Scam 3 – the tourist trap

There’s nothing new about a small minority of dishonest locals attempting to trick holidaymakers in the street into giving them money – from selling dodgy trinkets to signing people up for non-existent tours, but fraudsters try fresh ideas all the time.One example from Rome involves a man stopping his car and asking for directions. He will then say he is running out of petrol and will offer to sell you something, such as an unused item of clothing, at a ‘bargain’ price, in order to pay for fuel. Needless to say, the item is practically worthless.

How to protect yourself

Treat any unsolicited approach with a degree of caution. Learn the phrase ‘I’m sorry, I can’t help’ in the local language to politely but firmly decline their request or offer. Research online before you travel to a destination to see whether there are any specific local scams you need to be aware of.

Scam 4 – fake travel companies

Most of us like to bag a bargain when it comes to travel. But if a deal seems too good to be true, the chances are it’s a con.

Action Fraud warns that fraudsters are contacting people, often out of the blue, and offering them a dream holiday or desirable accommodation at an extremely competitive price. The travel company behind the offer may seem legitimate and even have a convincing website – but it’s bogus. They will only steal your money.

How to protect yourself

There are several questions you should ask yourself before you book. First, why has the firm contacted you? Is this a company you’ve had previous dealings with? Cold-calling in particular is quite an expensive way to reach customers: if the holiday and price are genuine, why isn’t the company selling via its website, social media or traditional advertising?

Second, how are you being asked to pay? If it’s by direct bank transfer, that’s a clear warning sign: unlike a credit card payment, direct transfers are almost impossible to claim back in the event of fraud.

Scam 5 – car-hire pitfalls

When a car-rental firm bills you for damage that’s either non-existent or didn’t happen while you were in possession of its car, it can be hugely frustrating. In some cases – especially when flying home outside business hours – customers have no choice but to drop the car off without having it inspected. There are many reports of holidaymakers returning to the UK only to find they’ve been charged hundreds or even thousands of pounds by rental firms falsely claiming the vehicle has been damaged – or inflating the cost of repairs for any damage that the customer admits they have been responsible for.

How to protect yourself

Thoroughly inspect the vehicle when you pick it up to ensure that any damage is recorded by the car-hire company – and take your own pictures.

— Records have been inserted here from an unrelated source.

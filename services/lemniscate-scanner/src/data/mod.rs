//! Market data module.
//!
//! Provides the daily bar type every indicator is derived from, ticker
//! canonicalization, and the providers the scanner pulls bars from.
//!
//! # Data Sources
//! - **Yahoo chart API** (default): public daily OHLCV history
//! - **Static** (tests/offline): in-memory series with injectable failures

mod memory;
mod provider;
mod rate_limiter;
mod yahoo;

pub use memory::StaticBarProvider;
pub use provider::{BarProvider, ProviderError};
pub use rate_limiter::{shared_limiter, RateLimiter, SharedRateLimiter};
pub use yahoo::YahooChartAdapter;

use chrono::NaiveDate;
use serde::{Deserialize, Serialize};

// ============================================================================
// Core Data Types
// ============================================================================

/// A single daily OHLCV bar.
///
/// Series are ordered ascending by `date` and never modified after fetch.
#[derive(Debug, Clone, Copy, PartialEq, Serialize, Deserialize)]
pub struct PriceBar {
    /// Trading day
    pub date: NaiveDate,
    /// Open price
    pub open: f64,
    /// High price
    pub high: f64,
    /// Low price
    pub low: f64,
    /// Close price
    pub close: f64,
    /// Volume
    pub volume: f64,
}

impl PriceBar {
    /// Check that every field is finite and the bar is internally consistent.
    pub fn is_well_formed(&self) -> bool {
        let fields = [self.open, self.high, self.low, self.close, self.volume];
        fields.iter().all(|v| v.is_finite() && *v >= 0.0) && self.low <= self.high
    }

    /// Get the full range (high - low)
    pub fn range(&self) -> f64 {
        self.high - self.low
    }
}

// ============================================================================
// Ticker Canonicalization
// ============================================================================

/// Normalize a raw ticker into its storage key.
///
/// Uppercases and appends `suffix` when the symbol does not already carry it,
/// so `"thyao"` and `"THYAO.IS"` both become `"THYAO.IS"`. The same rule is
/// used on every write and every read. A blank input stays blank, so callers
/// can drop it.
pub fn canonical_ticker(raw: &str, suffix: &str) -> String {
    let upper = raw.trim().to_uppercase();
    let suffix = suffix.to_uppercase();
    if upper.is_empty() || suffix.is_empty() || upper.ends_with(&suffix) {
        upper
    } else {
        format!("{}{}", upper, suffix)
    }
}

// ============================================================================
// Tests
// ============================================================================

#[cfg(test)]
mod tests {
    use super::*;

    fn bar(open: f64, high: f64, low: f64, close: f64, volume: f64) -> PriceBar {
        PriceBar {
            date: NaiveDate::from_ymd_opt(2026, 10, 12).unwrap(),
            open,
            high,
            low,
            close,
            volume,
        }
    }

    #[test]
    fn test_canonical_ticker_appends_suffix() {
        assert_eq!(canonical_ticker("thyao", ".IS"), "THYAO.IS");
        assert_eq!(canonical_ticker("THYAO.IS", ".IS"), "THYAO.IS");
        assert_eq!(canonical_ticker("  garan.is ", ".IS"), "GARAN.IS");
    }

    #[test]
    fn test_canonical_ticker_blank_stays_blank() {
        assert_eq!(canonical_ticker("", ".IS"), "");
        assert_eq!(canonical_ticker("   ", ".IS"), "");
    }

    #[test]
    fn test_canonical_ticker_is_idempotent() {
        let once = canonical_ticker("asels", ".IS");
        assert_eq!(canonical_ticker(&once, ".IS"), once);
    }

    #[test]
    fn test_canonical_ticker_lowercase_suffix_config() {
        assert_eq!(canonical_ticker("sise", ".is"), "SISE.IS");
    }

    #[test]
    fn test_bar_well_formed() {
        assert!(bar(10.0, 11.0, 9.5, 10.5, 1000.0).is_well_formed());
        assert!(!bar(10.0, 9.0, 9.5, 10.5, 1000.0).is_well_formed());
        assert!(!bar(10.0, 11.0, 9.5, f64::NAN, 1000.0).is_well_formed());
        assert!(!bar(10.0, 11.0, 9.5, 10.5, -1.0).is_well_formed());
        assert!((bar(10.0, 11.0, 9.5, 10.5, 1000.0).range() - 1.5).abs() < 1e-12);
    }
}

When dropping off, take more pictures or even a video of the exterior of the car – especially if you are not able to have the vehicle checked by an employee of the car-hire firm. Finally, consider taking out insurance before you leave home from a third party – not the car-hire company itself – that would cover the cost of any policy excess charges. This is available from Saga, and a number of online providers in the UK.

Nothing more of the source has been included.